そして今回は私達を要請された方々曰く、「通常とは違う属性を持つモンスターが現れ、ダンジョンにいつもより活発なモンスターがいる」というイベントに近い事が起きているそうである。ので、私達はその中でのこの遺跡の調査にあたる、という事である。
「えっと……二人共……アプリコットちゃんの……マネ……?」
「いえ、私めはオーキッド様の」
「私もです」
「おお、揃いましたねティー君。イェーイ!」
「揃ったな、グレイ。イェーイ!」
「テンションが……とても高い……! これが浪漫を……求める……冒険者……ってやつなの……!?」
まぁ、それも重要なのは理解しているが、やはり古代技術が眠り、未だに解析されていない物が多くある、という場所は心が躍る。ここに父上やアプリコット様が居れば同様にテンションが振り切る事だろう。それほどまでにこの遺跡は浪漫が詰まっている!
「言っておくけど……遺跡の物を……勝手に持って帰ったら……学園生でも……罰金だからね……?」
「分かってますよフューシャ」
なお、この遺跡に眠る古代技術の遺物を勝手に持ち帰ろうとした場合にはかなり多くの罰金が科せられる。大体ではあるが、冒険者をやらない一般男性が一生を罰金返済に費やす羽目になる金額である。
「あと……ティー兄様は……古代技術に近寄る時……気を付けてね……」
「流石に気分を高揚させて物は壊しませんよ」
「そうじゃなくて……雷魔法のせいで……遺物壊さないでね……?」
「う、確かに……」
古代技術は物にもよるのだが、特に雷魔法に弱いらしい。なんでも他の魔法には耐性を持っているが、雷魔法だけは耐性を高めても他より駄目になる事が多いようだ。なので戦闘モードになると雷を纏い、戦闘終了後もしばらく帯電しているティー君にとって古代技術はより注意して扱う必要があるだろう。
「でも見るだけなら大丈夫ですし、問題は少ないのでテンションは高めに行きましょう!」
「行くんだね……」
「はい、行きます。……クリームヒルトさんも居たら一緒に楽しめただろうになぁ……」
「確かにクリームヒルトちゃんは一緒に楽しく見て回れそうです」
「うん、絶対彼女はピョンピョン跳ねながら見て回りそう。
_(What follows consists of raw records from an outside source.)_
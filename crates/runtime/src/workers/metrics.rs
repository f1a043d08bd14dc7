//! Proof generation metrics.

use std::sync::atomic::{AtomicU64, Ordering};
use std::time::Duration;

/// Counters kept by [`ProverWorker`](super::ProverWorker).
///
/// Uses atomics for lock-free access across threads.
#[derive(Debug, Default)]
pub struct ProofMetrics {
    /// Proofs generated and verified locally
    generated: AtomicU64,

    /// Attempts that ended in an error
    failed: AtomicU64,

    /// Sum of successful proving durations, in nanoseconds
    total_proving_time_nanos: AtomicU64,
}

impl ProofMetrics {
    pub fn new() -> Self {
        Self::default()
    }

    pub fn record_success(&self, proving_time: Duration) {
        self.generated.fetch_add(1, Ordering::Relaxed);
        self.total_proving_time_nanos
            .fetch_add(proving_time.as_nanos() as u64, Ordering::Relaxed);
    }

    pub fn record_failure(&self) {
        self.failed.fetch_add(1, Ordering::Relaxed);
    }

    pub fn generated(&self) -> u64 {
        self.generated.load(Ordering::Relaxed)
    }

    pub fn failed(&self) -> u64 {
        self.failed.load(Ordering::Relaxed)
    }

    /// Mean proving time over successful proofs.
    pub fn average_proving_time(&self) -> Option<Duration> {
        let count = self.generated();
        if count == 0 {
            return None;
        }
        Some(Duration::from_nanos(
            self.total_proving_time_nanos.load(Ordering::Relaxed) / count,
        ))
    }
}
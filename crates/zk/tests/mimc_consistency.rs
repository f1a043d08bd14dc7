//! Native MiMC sponge and its R1CS gadget must agree, and both must use
//! circomlib's round constants.

use std::str::FromStr;

use ark_bn254::Fr;
use ark_r1cs_std::R1CSVar;
use ark_r1cs_std::alloc::AllocVar;
use ark_r1cs_std::fields::fp::FpVar;
use ark_relations::r1cs::ConstraintSystem;
use rand::{Rng, SeedableRng, rngs::StdRng};
use zk::circuit::gadgets::{mimc_feistel_gadget, mimc_multi_hash_gadget};
use zk::commitment::{MIMC_ROUNDS, board_inputs, commit, hash_many, mimc_constants, mimc_feistel};
use zk::test_helpers::{guest_board, host_board};

fn gadget_hash(inputs: &[Fr]) -> Fr {
    let cs = ConstraintSystem::<Fr>::new_ref();
    let vars: Vec<FpVar<Fr>> = inputs
        .iter()
        .map(|v| FpVar::new_witness(cs.clone(), || Ok(*v)).expect("alloc witness"))
        .collect();
    let out = mimc_multi_hash_gadget(&vars).expect("gadget synthesis");
    assert!(cs.is_satisfied().expect("satisfiability check"));
    out.value().expect("assigned output")
}

#[test]
fn feistel_matches_native() {
    let cs = ConstraintSystem::<Fr>::new_ref();
    let (xl, xr, k) = (Fr::from(1u64), Fr::from(2u64), Fr::from(3u64));

    let xl_var = FpVar::new_witness(cs.clone(), || Ok(xl)).expect("alloc xl");
    let xr_var = FpVar::new_witness(cs.clone(), || Ok(xr)).expect("alloc xr");
    let k_var = FpVar::new_witness(cs.clone(), || Ok(k)).expect("alloc k");
    let (l, r) = mimc_feistel_gadget(xl_var, xr_var, &k_var).expect("gadget synthesis");

    let (native_l, native_r) = mimc_feistel(xl, xr, k);
    assert_eq!(l.value().expect("assigned"), native_l);
    assert_eq!(r.value().expect("assigned"), native_r);
    assert!(cs.is_satisfied().expect("satisfiability check"));
    // Three constraints per round.
    assert_eq!(cs.num_constraints(), 3 * MIMC_ROUNDS);
}

#[test]
fn board_commitments_match_gadget() {
    for board in [host_board(), guest_board()] {
        assert_eq!(gadget_hash(&board_inputs(&board)), commit(&board));
    }
}

#[test]
fn random_inputs_match_gadget() {
    let mut rng = StdRng::seed_from_u64(42);
    for len in [1usize, 2, 7] {
        let inputs: Vec<Fr> = (0..len).map(|_| Fr::from(rng.r#gen::<u64>())).collect();
        assert_eq!(gadget_hash(&inputs), hash_many(&inputs), "length {len}");
    }
}

#[test]
fn round_constants_match_circomlib() {
    // First non-zero constant of circomlib mimcsponge.js.
    let expected = Fr::from_str(
        "7120861356467848435263064379192047478074060781135320967663101236819528304084",
    )
    .expect("decimal constant");
    let constants = mimc_constants();
    assert_eq!(constants.len(), MIMC_ROUNDS);
    assert_eq!(constants[1], expected);
    assert_eq!(constants[0], Fr::from(0u64));
    assert_eq!(constants[MIMC_ROUNDS - 1], Fr::from(0u64));
}
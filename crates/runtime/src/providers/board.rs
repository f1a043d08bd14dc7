//! Fleet placement sources.

use std::sync::Mutex;

use game_core::{Board, BoardError};
use rand::SeedableRng;
use rand::rngs::StdRng;

pub trait BoardProvider: Send + Sync {
    /// The fleet to commit to. Must satisfy [`Board::validate`].
    fn board(&self) -> Result<Board, BoardError>;
}

/// A fixed, pre-chosen fleet.
#[derive(Clone, Debug)]
pub struct FixedBoard(pub Board);

impl BoardProvider for FixedBoard {
    fn board(&self) -> Result<Board, BoardError> {
        self.0.validate()?;
        Ok(self.0.clone())
    }
}

/// Random valid fleet, reproducible when seeded.
#[derive(Debug)]
pub struct RandomBoard {
    rng: Mutex<StdRng>,
}

impl RandomBoard {
    pub fn seeded(seed: u64) -> Self {
        Self {
            rng: Mutex::new(StdRng::seed_from_u64(seed)),
        }
    }

    pub fn from_entropy() -> Self {
        Self {
            rng: Mutex::new(StdRng::from_entropy()),
        }
    }
}

impl BoardProvider for RandomBoard {
    fn board(&self) -> Result<Board, BoardError> {
        match self.rng.lock() {
            Ok(mut rng) => Board::random(&mut *rng),
            Err(poisoned) => Board::random(&mut *poisoned.into_inner()),
        }
    }
}

#[cfg(test)]
mod tests {
    use super::*;
    use game_core::ShipPlacement;

    #[test]
    fn fixed_board_is_validated() {
        let overlapping = Board::new([ShipPlacement::horizontal(0, 0); 5]);
        assert!(matches!(
            FixedBoard(overlapping).board(),
            Err(BoardError::Overlap { .. })
        ));
    }

    #[test]
    fn seeded_boards_are_reproducible_and_valid() {
        let first = RandomBoard::seeded(11).board().unwrap();
        let second = RandomBoard::seeded(11).board().unwrap();
        assert_eq!(first, second);
        assert!(first.validate().is_ok());
    }
}
//! Proof generation worker.
//!
//! Runs [`ProofEngine::prove_and_encode`] on tokio's blocking pool: generate,
//! verify locally, encode. The caller awaits the whole pipeline before it
//! submits anything, so a proof that fails any step never leaves the worker.

use std::sync::Arc;
use std::time::Instant;

use tracing::{debug, warn};
use zk::{CircuitInputs, EncodedProof, ProofEngine, ProofError};

use super::ProofMetrics;

#[derive(Clone, Debug)]
pub struct ProverWorker {
    engine: ProofEngine,

    /// Shared with whoever wants to report proving statistics
    metrics: Arc<ProofMetrics>,
}

impl ProverWorker {
    pub fn new(engine: ProofEngine) -> Self {
        Self {
            engine,
            metrics: Arc::new(ProofMetrics::new()),
        }
    }

    pub fn engine(&self) -> &ProofEngine {
        &self.engine
    }

    /// Returns a clone of the metrics Arc for external querying.
    pub fn metrics(&self) -> Arc<ProofMetrics> {
        Arc::clone(&self.metrics)
    }

    /// Proves `inputs` off the async runtime and returns wire bytes.
    pub async fn prove(&self, inputs: CircuitInputs) -> Result<EncodedProof, ProofError> {
        let engine = self.engine.clone();
        let circuit = inputs.kind();

        let result = tokio::task::spawn_blocking(move || {
            let started = Instant::now();
            engine
                .prove_and_encode(&inputs)
                .map(|proof| (proof, started.elapsed()))
        })
        .await
        .map_err(|e| ProofError::CircuitProofError(format!("Proof task failed: {e}")))?;

        match result {
            Ok((proof, elapsed)) => {
                self.metrics.record_success(elapsed);
                debug!(%circuit, bytes = proof.len(), "Proof ready for submission");
                Ok(proof)
            }
            Err(err) => {
                self.metrics.record_failure();
                warn!(%circuit, error = %err, "Proof pipeline failed");
                Err(err)
            }
        }
    }
}
//! Signing key sources.

use client_blockchain_sui::keystore::KEYSTORE_ENV;
use client_blockchain_sui::{KeyFormatError, SignerKey};

pub trait KeyProvider: Send + Sync {
    /// Parses and checks the key. Called before any ledger interaction.
    fn signer(&self) -> Result<SignerKey, KeyFormatError>;
}

/// A base64 keystore entry held in memory.
#[derive(Clone)]
pub struct Base64Key(pub String);

impl KeyProvider for Base64Key {
    fn signer(&self) -> Result<SignerKey, KeyFormatError> {
        SignerKey::from_base64(&self.0)
    }
}

impl std::fmt::Debug for Base64Key {
    fn fmt(&self, f: &mut std::fmt::Formatter<'_>) -> std::fmt::Result {
        f.write_str("Base64Key(..)")
    }
}

/// Keystore entry read from an environment variable.
#[derive(Clone, Debug)]
pub struct EnvKey {
    pub var: String,
}

impl EnvKey {
    pub fn new(var: impl Into<String>) -> Self {
        Self { var: var.into() }
    }
}

impl Default for EnvKey {
    fn default() -> Self {
        Self::new(KEYSTORE_ENV)
    }
}

impl KeyProvider for EnvKey {
    fn signer(&self) -> Result<SignerKey, KeyFormatError> {
        SignerKey::from_env(&self.var)
    }
}

impl KeyProvider for SignerKey {
    fn signer(&self) -> Result<SignerKey, KeyFormatError> {
        Ok(self.clone())
    }
}
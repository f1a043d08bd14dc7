//! MiMC-sponge board commitments over the BN254 scalar field.
//!
//! The sponge is the circomlib construction: a 220-round Feistel network with
//! an `x^5` round function, key `0`, and round constants drawn from an
//! iterated Keccak-256 chain seeded with `"mimcsponge"` (first and last
//! constant forced to zero). Inputs are absorbed one at a time into the left
//! half of the state; the first output is the left half after the last
//! absorption.
//!
//! # Consistency with Circuit
//!
//! [`multi_hash`] must match `circuit::gadgets::mimc_multi_hash_gadget`.
//! Validated by `tests/mimc_consistency.rs`.

use std::sync::OnceLock;

use ark_bn254::Fr;
use ark_ff::{BigInteger, Field, PrimeField, Zero};
use game_core::Board;
use sha3::{Digest, Keccak256};

use crate::codec::FIELD_BYTES;

pub const MIMC_ROUNDS: usize = 220;
const MIMC_SEED: &[u8] = b"mimcsponge";

/// Cached round constants.
static MIMC_CONSTANTS: OnceLock<Vec<Fr>> = OnceLock::new();

/// Round constants, computed on first use.
pub fn mimc_constants() -> &'static [Fr] {
    MIMC_CONSTANTS.get_or_init(|| {
        let mut constants = vec![Fr::zero(); MIMC_ROUNDS];
        let mut digest = Keccak256::digest(MIMC_SEED);
        for constant in constants.iter_mut().take(MIMC_ROUNDS - 1).skip(1) {
            digest = Keccak256::digest(digest);
            *constant = Fr::from_be_bytes_mod_order(&digest);
        }
        constants
    })
}

/// One Feistel permutation of `(xl, xr)` under key `k`.
pub fn mimc_feistel(mut xl: Fr, mut xr: Fr, k: Fr) -> (Fr, Fr) {
    for (i, c) in mimc_constants().iter().enumerate() {
        let t = xl + k + c;
        let t2 = t.square();
        let t5 = t2.square() * t;
        if i < MIMC_ROUNDS - 1 {
            (xl, xr) = (xr + t5, xl);
        } else {
            xr += t5;
        }
    }
    (xl, xr)
}

/// Sponge over `inputs`, squeezing `outputs` elements.
pub fn multi_hash(inputs: &[Fr], key: Fr, outputs: usize) -> Vec<Fr> {
    let (mut r, mut c) = (Fr::zero(), Fr::zero());
    for input in inputs {
        (r, c) = mimc_feistel(r + input, c, key);
    }

    let mut out = Vec::with_capacity(outputs);
    if outputs > 0 {
        out.push(r);
    }
    for _ in 1..outputs {
        (r, c) = mimc_feistel(r, c, key);
        out.push(r);
    }
    out
}

/// Single-output sponge with key zero.
pub fn hash_many(inputs: &[Fr]) -> Fr {
    let (mut r, mut c) = (Fr::zero(), Fr::zero());
    for input in inputs {
        (r, c) = mimc_feistel(r + input, c, Fr::zero());
    }
    r
}

/// Flattened placement triples as field elements.
pub fn board_inputs(board: &Board) -> Vec<Fr> {
    board.flatten().into_iter().map(Fr::from).collect()
}

/// Board commitment.
pub fn commit(board: &Board) -> Fr {
    hash_many(&board_inputs(board))
}

/// Commitment as a 32-byte big-endian buffer (the on-ledger layout).
pub fn commitment_bytes(board: &Board) -> [u8; FIELD_BYTES] {
    field_to_bytes(&commit(board))
}

pub fn commitment_decimal(board: &Board) -> String {
    commit(board).into_bigint().to_string()
}

/// Canonical 32-byte big-endian encoding of a scalar.
pub fn field_to_bytes(value: &Fr) -> [u8; FIELD_BYTES] {
    let mut out = [0u8; FIELD_BYTES];
    out.copy_from_slice(&value.into_bigint().to_bytes_be());
    out
}

#[cfg(test)]
mod tests {
    use super::*;
    use game_core::{Orientation, ShipPlacement};

    fn board() -> Board {
        Board::new([
            ShipPlacement::horizontal(0, 0),
            ShipPlacement::vertical(9, 1),
            ShipPlacement::horizontal(2, 4),
            ShipPlacement::vertical(0, 6),
            ShipPlacement::horizontal(5, 9),
        ])
    }

    #[test]
    fn constants_have_zero_ends() {
        let constants = mimc_constants();
        assert_eq!(constants.len(), MIMC_ROUNDS);
        assert!(constants[0].is_zero());
        assert!(constants[MIMC_ROUNDS - 1].is_zero());
        assert!(!constants[1].is_zero());
        assert_ne!(constants[1], constants[2]);
    }

    #[test]
    fn commitment_is_deterministic() {
        assert_eq!(commit(&board()), commit(&board().clone()));
        assert_eq!(commitment_bytes(&board()), commitment_bytes(&board()));
    }

    #[test]
    fn any_field_change_moves_the_commitment() {
        let base = commit(&board());
        let mut ships = *board().ships();

        ships[2].x += 1;
        assert_ne!(commit(&Board::new(ships)), base);

        let mut ships = *board().ships();
        ships[4].orientation = Orientation::Vertical;
        assert_ne!(commit(&Board::new(ships)), base);
    }

    #[test]
    fn ship_order_matters() {
        let mut ships = *board().ships();
        ships.swap(2, 3);
        assert_ne!(commit(&Board::new(ships)), commit(&board()));
    }

    #[test]
    fn first_output_matches_hash_many() {
        let inputs = board_inputs(&board());
        let outs = multi_hash(&inputs, Fr::zero(), 3);
        assert_eq!(outs.len(), 3);
        assert_eq!(outs[0], hash_many(&inputs));
        assert_ne!(outs[1], outs[2]);
    }

    #[test]
    fn decimal_and_bytes_agree() {
        let decimal = commitment_decimal(&board());
        let bytes = commitment_bytes(&board());
        assert_eq!(crate::codec::bytes_to_decimal(&bytes), decimal);
    }
}
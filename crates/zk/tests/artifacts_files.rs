//! Circuit artifacts on disk and the process-wide install slot.

use std::sync::Arc;

use zk::test_helpers::{host_board, test_artifacts};
use zk::{CircuitArtifacts, CircuitInputs, CircuitKind, ProofEngine, ProofError};

#[test]
fn artifacts_round_trip_through_a_directory() {
    let dir = tempfile::tempdir().expect("temp dir");
    let original = test_artifacts();
    original.save_dir(dir.path()).expect("save artifacts");

    assert!(dir.path().join("board.zkey").is_file());
    assert!(dir.path().join("shot.zkey").is_file());

    let loaded = Arc::new(CircuitArtifacts::load_dir(dir.path()).expect("load artifacts"));
    for kind in CircuitKind::ALL {
        assert_eq!(
            loaded.verifying_key_bytes(kind).expect("vk bytes"),
            original.verifying_key_bytes(kind).expect("vk bytes"),
        );
    }

    // A proof made with the loaded proving key verifies under the original key.
    let encoded = ProofEngine::groth16(loaded)
        .prove_and_encode(&CircuitInputs::board(host_board()))
        .expect("prove with loaded keys");
    assert!(ProofEngine::groth16(original)
        .verify_encoded(CircuitKind::Board, encoded.as_bytes())
        .expect("decode"));
}

#[test]
fn missing_key_file_is_reported_per_circuit() {
    let dir = tempfile::tempdir().expect("temp dir");
    test_artifacts().save_dir(dir.path()).expect("save artifacts");
    std::fs::remove_file(dir.path().join("shot.zkey")).expect("remove shot key");

    assert!(matches!(
        CircuitArtifacts::load_dir(dir.path()),
        Err(ProofError::MissingArtifacts(CircuitKind::Shot))
    ));
}

#[test]
fn truncated_key_file_is_a_serialization_error() {
    let dir = tempfile::tempdir().expect("temp dir");
    test_artifacts().save_dir(dir.path()).expect("save artifacts");
    std::fs::write(dir.path().join("board.zkey"), [1u8, 2, 3]).expect("truncate board key");

    assert!(matches!(
        CircuitArtifacts::load_dir(dir.path()),
        Err(ProofError::SerializationError(_))
    ));
}

#[test]
fn install_is_once_per_process() {
    assert!(matches!(
        ProofEngine::from_installed(),
        Err(ProofError::ArtifactsNotInstalled)
    ));

    CircuitArtifacts::install(test_artifacts()).expect("first install");
    assert!(CircuitArtifacts::is_installed());
    assert!(ProofEngine::from_installed().is_ok());

    assert!(matches!(
        CircuitArtifacts::install(test_artifacts()),
        Err(ProofError::ArtifactsAlreadyInstalled)
    ));
}
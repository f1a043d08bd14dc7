//! Per-circuit Groth16 key material.
//!
//! Artifacts are read-only inputs supplied by the deployment: a directory
//! holding `board.zkey` and `shot.zkey` (the [`Groth16Keys::to_bytes`]
//! layout). Development and tests use a seeded local setup instead.
//!
//! A process installs its artifacts once with [`CircuitArtifacts::install`];
//! everything that needs the keys afterwards goes through
//! [`CircuitArtifacts::global`].

use std::fmt;
use std::fs;
use std::path::Path;
use std::sync::{Arc, OnceLock};

use ark_bn254::Bn254;
use ark_groth16::{PreparedVerifyingKey, VerifyingKey};
use ark_std::rand::RngCore;
use rand::SeedableRng;
use rand::rngs::StdRng;

use super::BattleshipCircuit;
use super::groth16::{Groth16Keys, prepare_verifying_key, serialize_verifying_key};
use crate::prover::{CircuitKind, ProofError};

static INSTALLED: OnceLock<Arc<CircuitArtifacts>> = OnceLock::new();

/// Keys for one circuit plus the prepared verifying key.
#[derive(Clone)]
pub struct CircuitKeys {
    pub keys: Groth16Keys,
    pub prepared: PreparedVerifyingKey<Bn254>,
}

impl CircuitKeys {
    pub fn new(keys: Groth16Keys) -> Self {
        let prepared = prepare_verifying_key(&keys.verifying_key);
        Self { keys, prepared }
    }
}

/// Board and shot circuit keys.
#[derive(Clone)]
pub struct CircuitArtifacts {
    board: CircuitKeys,
    shot: CircuitKeys,
}

impl CircuitArtifacts {
    pub fn new(board: Groth16Keys, shot: Groth16Keys) -> Self {
        Self {
            board: CircuitKeys::new(board),
            shot: CircuitKeys::new(shot),
        }
    }

    /// Circuit-specific setup for both circuits.
    pub fn setup<R: RngCore>(rng: &mut R) -> Result<Self, ProofError> {
        let board = Groth16Keys::generate(BattleshipCircuit::template(CircuitKind::Board), rng)?;
        let shot = Groth16Keys::generate(BattleshipCircuit::template(CircuitKind::Shot), rng)?;
        Ok(Self::new(board, shot))
    }

    /// Reproducible setup. The toxic waste is derivable from `seed`, so keys
    /// made this way are only fit for development.
    pub fn dev_setup(seed: u64) -> Result<Self, ProofError> {
        tracing::info!(seed, "Running development circuit setup");
        Self::setup(&mut StdRng::seed_from_u64(seed))
    }

    pub fn file_name(kind: CircuitKind) -> String {
        format!("{}.zkey", kind.name())
    }

    /// Loads `board.zkey` and `shot.zkey` from `dir`.
    pub fn load_dir(dir: &Path) -> Result<Self, ProofError> {
        let load = |kind: CircuitKind| -> Result<Groth16Keys, ProofError> {
            let path = dir.join(Self::file_name(kind));
            if !path.is_file() {
                return Err(ProofError::MissingArtifacts(kind));
            }
            Groth16Keys::from_bytes(&fs::read(&path)?)
        };

        let artifacts = Self::new(load(CircuitKind::Board)?, load(CircuitKind::Shot)?);
        tracing::info!(dir = %dir.display(), "Loaded circuit artifacts");
        Ok(artifacts)
    }

    /// Writes both key files into `dir`, creating it if needed.
    pub fn save_dir(&self, dir: &Path) -> Result<(), ProofError> {
        fs::create_dir_all(dir)?;
        for kind in CircuitKind::ALL {
            fs::write(dir.join(Self::file_name(kind)), self.keys(kind).to_bytes()?)?;
        }
        Ok(())
    }

    fn entry(&self, kind: CircuitKind) -> &CircuitKeys {
        match kind {
            CircuitKind::Board => &self.board,
            CircuitKind::Shot => &self.shot,
        }
    }

    pub fn keys(&self, kind: CircuitKind) -> &Groth16Keys {
        &self.entry(kind).keys
    }

    pub fn verifying_key(&self, kind: CircuitKind) -> &VerifyingKey<Bn254> {
        &self.entry(kind).keys.verifying_key
    }

    pub fn prepared_verifying_key(&self, kind: CircuitKind) -> &PreparedVerifyingKey<Bn254> {
        &self.entry(kind).prepared
    }

    /// Compressed verifying key, the form a ledger stores.
    pub fn verifying_key_bytes(&self, kind: CircuitKind) -> Result<Vec<u8>, ProofError> {
        serialize_verifying_key(self.verifying_key(kind))
    }

    /// Makes `artifacts` the process-wide set. Fails if one is installed.
    pub fn install(artifacts: Arc<Self>) -> Result<Arc<Self>, ProofError> {
        INSTALLED
            .set(Arc::clone(&artifacts))
            .map_err(|_| ProofError::ArtifactsAlreadyInstalled)?;
        tracing::debug!("Installed circuit artifacts");
        Ok(artifacts)
    }

    pub fn global() -> Result<Arc<Self>, ProofError> {
        INSTALLED.get().cloned().ok_or(ProofError::ArtifactsNotInstalled)
    }

    pub fn is_installed() -> bool {
        INSTALLED.get().is_some()
    }
}

impl fmt::Debug for CircuitArtifacts {
    fn fmt(&self, f: &mut fmt::Formatter<'_>) -> fmt::Result {
        f.debug_struct("CircuitArtifacts")
            .field("board_public_inputs", &(self.board.keys.verifying_key.gamma_abc_g1.len().saturating_sub(1)))
            .field("shot_public_inputs", &(self.shot.keys.verifying_key.gamma_abc_g1.len().saturating_sub(1)))
            .finish()
    }
}
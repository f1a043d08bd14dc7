//! Turn protocol orchestration for the battleship game.
//!
//! This crate sequences one player's side of a game: commit to a board,
//! prove every outcome, package proofs as ledger calls and keep nonce and
//! hit bookkeeping in step with the ledger.
//!
//! Modules are organized by responsibility:
//! - [`protocol`] hosts the [`TurnProtocol`] state machine
//! - [`driver`] runs a protocol against the ledger projection until the game ends
//! - [`providers`] supplies the injected board, key and firing order
//! - [`config`] reads runtime tuning from the environment
//! - `workers` keeps proving off the async runtime
pub mod config;
pub mod driver;
pub mod error;
pub mod protocol;
pub mod providers;

mod workers;

pub use config::{ArtifactSource, RetryPolicy, RuntimeConfig};
pub use driver::{GameOutcome, PlayerDriver, Seat};
pub use error::{Result, TurnError};
pub use protocol::{TurnOutcome, TurnProtocol};
pub use providers::{
    Base64Key, BoardProvider, EnvKey, FixedBoard, FixedShots, KeyProvider, RandomBoard,
    ShotStrategy, SweepShots,
};
pub use workers::{ProofMetrics, ProverWorker};
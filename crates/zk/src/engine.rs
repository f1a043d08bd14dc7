//! Proof pipeline: prove → verify locally → encode.
//!
//! [`ProofEngine`] is the only path from a claim to submittable bytes. A
//! bundle that fails local verification never reaches the encoder.

use std::fmt;
use std::sync::Arc;
use std::time::Instant;

use crate::bundle::ProofBundle;
use crate::circuit::{CircuitArtifacts, Groth16Backend};
use crate::encoder::{EncodedProof, ProofEncoder};
use crate::prover::{CircuitBackend, CircuitInputs, CircuitKind, ProofError};

#[derive(Clone)]
pub struct ProofEngine {
    backend: Arc<dyn CircuitBackend>,
    encoder: ProofEncoder,
}

impl ProofEngine {
    pub fn new(backend: Arc<dyn CircuitBackend>) -> Self {
        Self {
            backend,
            encoder: ProofEncoder::new(),
        }
    }

    /// Groth16 engine over explicit artifacts.
    pub fn groth16(artifacts: Arc<CircuitArtifacts>) -> Self {
        Self::new(Arc::new(Groth16Backend::new(artifacts)))
    }

    /// Groth16 engine over the installed artifacts. Fails until
    /// [`CircuitArtifacts::install`] has run.
    pub fn from_installed() -> Result<Self, ProofError> {
        Ok(Self::new(Arc::new(Groth16Backend::installed()?)))
    }

    pub fn encoder(&self) -> &ProofEncoder {
        &self.encoder
    }

    /// Runs the circuit collaborator. Blocking and CPU-bound.
    pub fn prove(&self, inputs: &CircuitInputs) -> Result<ProofBundle, ProofError> {
        let circuit = inputs.kind();
        let started = Instant::now();
        let bundle = self.backend.full_prove(inputs).inspect_err(|e| {
            tracing::warn!(%circuit, error = %e, "Proof generation failed");
        })?;
        tracing::info!(
            %circuit,
            elapsed_ms = started.elapsed().as_millis() as u64,
            "Proof generated"
        );
        Ok(bundle)
    }

    pub fn verify_locally(&self, circuit: CircuitKind, bundle: &ProofBundle) -> Result<bool, ProofError> {
        self.backend.verify(circuit, bundle)
    }

    /// Proves and insists on local verification.
    pub fn prove_verified(&self, inputs: &CircuitInputs) -> Result<ProofBundle, ProofError> {
        let circuit = inputs.kind();
        let bundle = self.prove(inputs)?;
        if !self.verify_locally(circuit, &bundle)? {
            tracing::error!(%circuit, "Fresh proof failed local verification");
            return Err(ProofError::LocalVerificationFailure { circuit });
        }
        tracing::debug!(%circuit, "Proof verified locally");
        Ok(bundle)
    }

    pub fn encode(&self, circuit: CircuitKind, bundle: &ProofBundle) -> Result<EncodedProof, ProofError> {
        self.encoder.encode(circuit, bundle)
    }

    /// Full pipeline: generate, verify locally, encode.
    pub fn prove_and_encode(&self, inputs: &CircuitInputs) -> Result<EncodedProof, ProofError> {
        let bundle = self.prove_verified(inputs)?;
        self.encode(inputs.kind(), &bundle)
    }

    /// Verifies wire bytes as a ledger would: decode, then check against the
    /// circuit's verifying key. Malformed bytes are errors, a well-formed but
    /// wrong proof is `Ok(false)`.
    pub fn verify_encoded(&self, circuit: CircuitKind, bytes: &[u8]) -> Result<bool, ProofError> {
        let bundle = self.encoder.decode_bundle(circuit, bytes)?;
        self.backend.verify(circuit, &bundle)
    }
}

impl fmt::Debug for ProofEngine {
    fn fmt(&self, f: &mut fmt::Formatter<'_>) -> fmt::Result {
        f.debug_struct("ProofEngine").finish_non_exhaustive()
    }
}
……おお、想像したら見たくなって来た。デートに遺跡というのも有りですね……!」
「デートに……それは……どうなんだろう……」
「良いですね。私めもアプリコット様と遺跡探検をしたいです!」
「……確かに二人共……喜ぶだろうけど……二人は……デートで……それは良いの……?」
「クリームヒルトさんが喜べば私はそれ以上の幸福はないです!」
「私めもです! ではティー君、私め達は今回の学習で!」
「ああ、デートの下調べだグレイ!」
「……。二人共……頑張れー……」
そうと決まれば今回は遺跡の歩き方を学び、アプリコット様と共に行く時の前哨戦とするとしよう。ようし、頑張っていくぞぅ!
「ようし、そうと決まればフューシャちゃんも一緒に行きましょう!」
「え……私も……?」
「はい。如何に好きな相手のためとはいえ、己が領分を放棄しての調査は好きな相手のためにもならない堕落ですから」
「私達だけでは気付けない内容ありますし、女性視点も欲しいのです。調査内容的にも、デート的にも」
「…………重要なのは……どっち……?」
「? 調査です」
「はい。好きな相手とデートをするのは、世界の危機を排除してからです」
「危機なんてぶっ飛ばそうなグレイ!」
「はい!」
「自分にしか出来ない、自分なりの事を為して危険から守ると言うより、危険を未然に防いで起こさせないようにな! 好きなヒトを好きと言うためにも!」
「はい! ……あ」
「どうしたの……グレイ君……?」
「いえ、なんでもないです。フューシャちゃん頑張りましょうね! オー!」
「お……オー……!」
ティー君の言葉に先程アッシュ様に言うべきだった言葉を見つけた気がした。
今は少し離れた場所でシルバ様と共に調査を行っているアッシュ様に、この調査が終わったら話してみた方が良いだろうか。
そう思いつつ、私達は調査を開始した。
備考1 バーガンティーの口調に関して
基本親兄弟にも敬語ではあるが、グレイには気安めの口調になっている。
備考2 クリームヒルトとのデート場所
基本バーガンティー相手なら何処でも喜ぶが、堅苦しい場所よりはダンジョンとか遺跡とか身体を動かせる場所の方が喜ぶのは確かである。